Women’s leadership is essential to Labor’s renewal

What follows is ALP National President Jenny McAllister’s speech to the  National Labor Women’s Conference in Canberra on 2 November 2014.

Thank you so much for inviting me to speak today. It’s an incredible honour.

I’d like to acknowledge that we meet on the land of the Ngunnawal people. I pay my respects to their elders past and present.

I’d like to acknowledge the many senior women from unions, the party and parliaments all round Australia – there are too many of you to name you all individually.

I’d also like to congratulate the organisers on a fantastic conference, and all of you for coming. It says something about women’s politics and about Labor politics that so many of us gather here today.


Jenny McAllister addressing the Progressive Australia conference in 2013.

Well friends, as others have observed, its twenty years since Labor took the decision to introduce affirmative action.

Many people doubted the wisdom of this strategy. We were pilloried by conservative critics who argued this was tokenism, and would lead to no meaningful benefit.

This weekend’s speakers list is a most concrete demonstration of affirmative action’s success. Already today we’ve heard from two women occupying some of the most senior offices in Australian politics.

Our performance contrasts starkly with Tony Abbott’s cabinet – testimony to the failure of the Liberal National Party to take the cause of women seriously.

The decision in 1994 was significant.

However there is still more work to do for women. At the same time, we face the challenge of once again renewing Labor for new times.

I want to use today to talk about the context for Labor renewal in Australian politics.

I want to make the case that success depends not simply on reforming our rules, but on identifying a new generation of leaders at all levels of our party to renew Labor’s purpose and institutions.

I then want to identify the possibilities and challenges for women in stepping up to this leadership challenge.

I don’t pretend to have all the answers. Instead I’m trying to further define the questions about what’s next for Labor women. I hope this might provide some additional shape to your discussions over this weekend.


Australian democracy

I want to start by making a few observations about Australian politics – because it provides the context for Labor’s challenge.

The Australian election study shows that the percentage of people who are not at all or not much interested in politics has been tracking upwards steadily over the last 7-8 years.

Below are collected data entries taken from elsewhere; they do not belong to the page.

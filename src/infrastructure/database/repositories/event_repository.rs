//! SeaORM implementation of EventRepository

use async_trait::async_trait;
use chrono::NaiveDate;
use log::info;
use sea_orm::{
    ActiveModelTrait, ColumnTrait, DatabaseConnection, EntityTrait, NotSet, QueryFilter,
    QueryOrder, QuerySelect, Set,
};

use crate::domain::event::{Event, EventCategory, EventRef, EventRepository, NewEvent};
use crate::domain::DomainResult;
use crate::infrastructure::database::entities::event;

use super::db_err;

// ── Conversion helpers ──────────────────────────────────────────

fn entity_to_domain(e: event::Model) -> Event {
    Event {
        id: e.id,
        name: e.event_name,
        category: EventCategory::parse(&e.category),
        event_date: e.event_date,
        registration_start: e.registration_start_date,
        registration_end: e.registration_end_date,
        created_at: e.created,
    }
}

fn entity_to_ref(e: event::Model) -> EventRef {
    EventRef {
        id: e.id,
        name: e.event_name,
    }
}

/// Base query for events whose registration window contains `today`.
fn open_filter(today: NaiveDate) -> sea_orm::Select<event::Entity> {
    event::Entity::find()
        .filter(event::Column::RegistrationStartDate.lte(today))
        .filter(event::Column::RegistrationEndDate.gte(today))
}

// ── SeaOrmEventRepository ───────────────────────────────────────

pub struct SeaOrmEventRepository {
    db: DatabaseConnection,
}

impl SeaOrmEventRepository {
    pub fn new(db: DatabaseConnection) -> Self {
        Self { db }
    }
}

#[async_trait]
impl EventRepository for SeaOrmEventRepository {
    async fn save(&self, new: NewEvent) -> DomainResult<i32> {
        let model = event::ActiveModel {
            id: NotSet,
            event_name: Set(new.name),
            category: Set(new.category.as_str().to_string()),
            event_date: Set(new.event_date),
            registration_start_date: Set(new.registration_start),
            registration_end_date: Set(new.registration_end),
            created: Set(new.created_at),
        };
        let result = model.insert(&self.db).await.map_err(db_err)?;
        info!("Event saved: {} ({})", result.event_name, result.id);
        Ok(result.id)
    }

    async fn find_by_id(&self, id: i32) -> DomainResult<Option<Event>> {
        let model = event::Entity::find_by_id(id)
            .one(&self.db)
            .await
            .map_err(db_err)?;
        Ok(model.map(entity_to_domain))
    }

    async fn find_all(&self) -> DomainResult<Vec<Event>> {
        let models = event::Entity::find()
            .order_by_asc(event::Column::EventDate)
            .all(&self.db)
            .await
            .map_err(db_err)?;
        Ok(models.into_iter().map(entity_to_domain).collect())
    }

    async fn find_open(&self, today: NaiveDate) -> DomainResult<Vec<Event>> {
        let models = open_filter(today)
            .order_by_asc(event::Column::EventDate)
            .all(&self.db)
            .await
            .map_err(db_err)?;
        Ok(models.into_iter().map(entity_to_domain).collect())
    }

    async fn find_open_dates(
        &self,
        category: &EventCategory,
        today: NaiveDate,
    ) -> DomainResult<Vec<NaiveDate>> {
        let dates = open_filter(today)
            .filter(event::Column::Category.eq(category.as_str()))
            .select_only()
            .column(event::Column::EventDate)
            .distinct()
            .order_by_asc(event::Column::EventDate)
            .into_tuple::<NaiveDate>()
            .all(&self.db)
            .await
            .map_err(db_err)?;
        Ok(dates)
    }

    async fn find_open_on_date(
        &self,
        category: &EventCategory,
        date: NaiveDate,
        today: NaiveDate,
    ) -> DomainResult<Vec<EventRef>> {
        let models = open_filter(today)
            .filter(event::Column::Category.eq(category.as_str()))
            .filter(event::Column::EventDate.eq(date))
            .order_by_asc(event::Column::EventName)
            .all(&self.db)
            .await
            .map_err(db_err)?;
        Ok(models.into_iter().map(entity_to_ref).collect())
    }

    async fn distinct_event_dates(&self) -> DomainResult<Vec<NaiveDate>> {
        let dates = event::Entity::find()
            .select_only()
            .column(event::Column::EventDate)
            .distinct()
            .order_by_desc(event::Column::EventDate)
            .into_tuple::<NaiveDate>()
            .all(&self.db)
            .await
            .map_err(db_err)?;
        Ok(dates)
    }

    async fn find_refs_on_date(&self, date: NaiveDate) -> DomainResult<Vec<EventRef>> {
        let models = event::Entity::find()
            .filter(event::Column::EventDate.eq(date))
            .order_by_asc(event::Column::EventName)
            .all(&self.db)
            .await
            .map_err(db_err)?;
        Ok(models.into_iter().map(entity_to_ref).collect())
    }
}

More alarmingly, the Lowy Insitute 2014 poll finds only 60% of Australian adults, and just 42% of 18-29 year-olds, say ‘democracy is preferable to any other kind of government.  For those who do not see democracy as the preferable form of government, the strongest reasons are that democracy is not working because there is no real difference between the policies of the major parties (45% citing this as a major reason) and democracy only serves the interests of a few and not the majority of society (42%).[1]

In that context, it’s unsurprising that the Palmer United Party has drawn significant support. Essentially, this is a party that deliberately positions itself as a party of and for outsiders.

This dynamic isn’t constrained to Australia. The recent elections for the European Parliament saw voters flock to insurgent parties ranging from former communists to the far right.

The New Statesman has commented that … the insurgent parties are recasting politics as a dispute between the elite and the people[2]

Many of us are uncomfortable with popularism that is not underpinned by serious policy analysis, nor tied to the responsibilities of government.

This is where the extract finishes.